The halftime show has long been part of the Super Bowl’s spectacle. Recent performances reveal something more significant: The stage now carries enough cultural weight that artistic choices are interpreted as political statements.
Rihanna’s performance in 2023 demonstrated the power of restraint on a stage known for excess. Without any guest appearances or elaborate theatrics, the focus remained on presence and catalog.
Suspended above the field, she turned simplicity into spectacle. The conversation that followed centered on autonomy, control and visibility — proof even minimalism on this platform becomes culturally amplified.
Kendrick Lamar’s 2025 show emphasized intentionality in the halftime shows. Through choreography and layered song selection, the performance reflected narrative coherence rather than a medley of hits.
Critics noted the political and cultural undertones embedded within the visuals according to the New York Times. The halftime stage functioned less as background entertainment and more as a statement of art. Interpretation became part of the experience.
Bad Bunny’s appearance further clarified the stage’s influence.
His halftime show made Super Bowl history by performing primarily in Spanish and centering Latin culture on one of the world’s most-watched stages.
Rather than defaulting to English or purely celebratory spectacle, he concluded his set with a deliberate message of hemispheric inclusivity: after saying “God bless America” in English, he proceeded to name countries across North, Central and South America — including Mexico, Colombia, Venezuela, Chile, Cuba, Uruguay, Canada and more — as dancers carried their flags across the field.
That moment transformed a language choice into cultural symbolism.
The performance didn’t just present a playlist — it reframed “America” as the entire Western Hemisphere, articulating a vision of unity that extended beyond U.S. borders.

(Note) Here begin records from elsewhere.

//! Persistence port used by the lifecycle services.
//!
//! Every public service operation runs inside exactly one [`UnitOfWork`]. Work becomes
//! visible only through [`UnitOfWork::commit`]; a unit of work that is dropped on an error
//! path is rolled back by its implementation.

use async_trait::async_trait;
use chrono::{DateTime, Utc};

use crate::domain::activity::{ActivityLog, ActivityLogId, EntityRef, NewActivity};
use crate::domain::inquiry::{Inquiry, InquiryDetails, InquiryId, InquiryStatus};
use crate::domain::proposal::{Proposal, ProposalId};
use crate::domain::user::UserId;
use crate::errors::StorageError;

pub mod memory;

pub use memory::InMemoryStore;

#[async_trait]
pub trait InquiryRepository: Send {
    async fn find_inquiry(&mut self, id: &InquiryId) -> Result<Option<Inquiry>, StorageError>;

    /// Newest first.
    async fn list_inquiries(&mut self) -> Result<Vec<Inquiry>, StorageError>;

    async fn insert_inquiry(&mut self, inquiry: &Inquiry) -> Result<(), StorageError>;

    /// Returns `false` when no inquiry has the id.
    async fn update_inquiry_details(
        &mut self,
        id: &InquiryId,
        details: &InquiryDetails,
        updated_at: DateTime<Utc>,
    ) -> Result<bool, StorageError>;

    async fn update_inquiry_status(
        &mut self,
        id: &InquiryId,
        status: InquiryStatus,
        updated_at: DateTime<Utc>,
    ) -> Result<bool, StorageError>;

    async fn update_inquiry_assignee(
        &mut self,
        id: &InquiryId,
        assignee: Option<&UserId>,
        updated_at: DateTime<Utc>,
    ) -> Result<bool, StorageError>;

    /// Takes the write lock covering the inquiry for the rest of the unit of work, so
    /// read-then-write sequences on its children (proposal versions) are serialized.
    /// The inquiry itself is not modified. Returns `false` when it does not exist.
    async fn lock_inquiry(&mut self, id: &InquiryId) -> Result<bool, StorageError>;
}

#[async_trait]
pub trait ProposalRepository: Send {
    /// Highest stored version for the inquiry, `None` before the first proposal.
    async fn max_proposal_version(
        &mut self,
        inquiry_id: &InquiryId,
    ) -> Result<Option<u32>, StorageError>;

    /// Stores the proposal together with its packages and line items.
    async fn insert_proposal(&mut self, proposal: &Proposal) -> Result<(), StorageError>;

    async fn find_proposal(&mut self, id: &ProposalId) -> Result<Option<Proposal>, StorageError>;

    /// Highest version first.
    async fn list_proposals(
        &mut self,
        inquiry_id: &InquiryId,
    ) -> Result<Vec<Proposal>, StorageError>;

    /// Persists the mutable fields of a proposal: status, `sent_at`, `accepted_package_id`
    /// and `updated_at`. Packages and items are never rewritten.
    async fn update_proposal_state(&mut self, proposal: &Proposal) -> Result<bool, StorageError>;
}

/// Append-only activity log.
#[async_trait]
pub trait ActivitySink: Send {
    async fn append_activity(&mut self, entry: NewActivity) -> Result<ActivityLogId, StorageError>;

    /// Entries attached to `entity`, newest first.
    async fn list_activity(&mut self, entity: &EntityRef) -> Result<Vec<ActivityLog>, StorageError>;
}

#[async_trait]
pub trait UnitOfWork: InquiryRepository + ProposalRepository + ActivitySink {
    async fn commit(self) -> Result<(), StorageError>;
}

#[async_trait]
pub trait Store: Send + Sync {
    type Tx: UnitOfWork;

    async fn begin(&self) -> Result<Self::Tx, StorageError>;
}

The stage design was widely interpreted as more than a neutral artistic decision, according to the Wallpaper. Given recent political rhetoric surrounding U.S. dominance in the Western Hemisphere — most notably comments Donald Trump made reaffirming an “America First” foreign policy framework and asserting U.S. primacy in the region — many commentators viewed the imagery as politically loaded.
The phrase “Western Hemisphere” carries historical weight, most prominently tied to the 1823 Monroe Doctrine, which positioned the Americas as within the United States’ sphere of influence, according to the U.S Naval Institute.
In light of this context, the staging did not read as accidental symbolism but as a visual echo of contemporary political discourse.
The performance’s imagery appeared to reinforce ideas of territorial dominance and hemispheric authority, transforming what might have been an aesthetic spectacle into an implicit political statement.
Backlash emerged from figures who criticized the use of Spanish and questioned its place at a “national” event, while others celebrated the visibility and pride it offered to Latin audiences, according to The Conversation.
The criticism was not rooted in production quality or stage design — it focused on linguistic and cultural representation.
This response reveals the halftime show’s magnitude. If the platform were merely a musical interlude, language choice wouldn’t provoke debate about national identity.
The backlash underscored the reality the Super Bowl halftime show functions as a symbolism within American culture.
The performance operates as a national broadcast of visibility, with viewership reaching tens of millions domestically and globally, according to ESPN. Decisions about language, imagery and narrative are amplified beyond artistic preference.
They are statements about who belongs at the center of the spectacle.
The halftime show has always attracted attention. What distinguishes recent years is not scale, but sensitivity.
The stage has become so culturally significant representation alone can ignite conversation. Artistic expression does not remain confined to entertainment — it enters public discourse.
On college campuses like Pepperdine University, where artistic expression and institutional identity often exist in tension, that dynamic feels familiar.
Last semester, there was controversy surrounding censorship of content displayed in the Weisman, according to previous Graphic reporting. This and other events have demonstrated the idea that what appears on a stage or gallery wall rarely remains just aesthetic. Instead, it becomes a conversation about values, community standards and the boundaries of representation.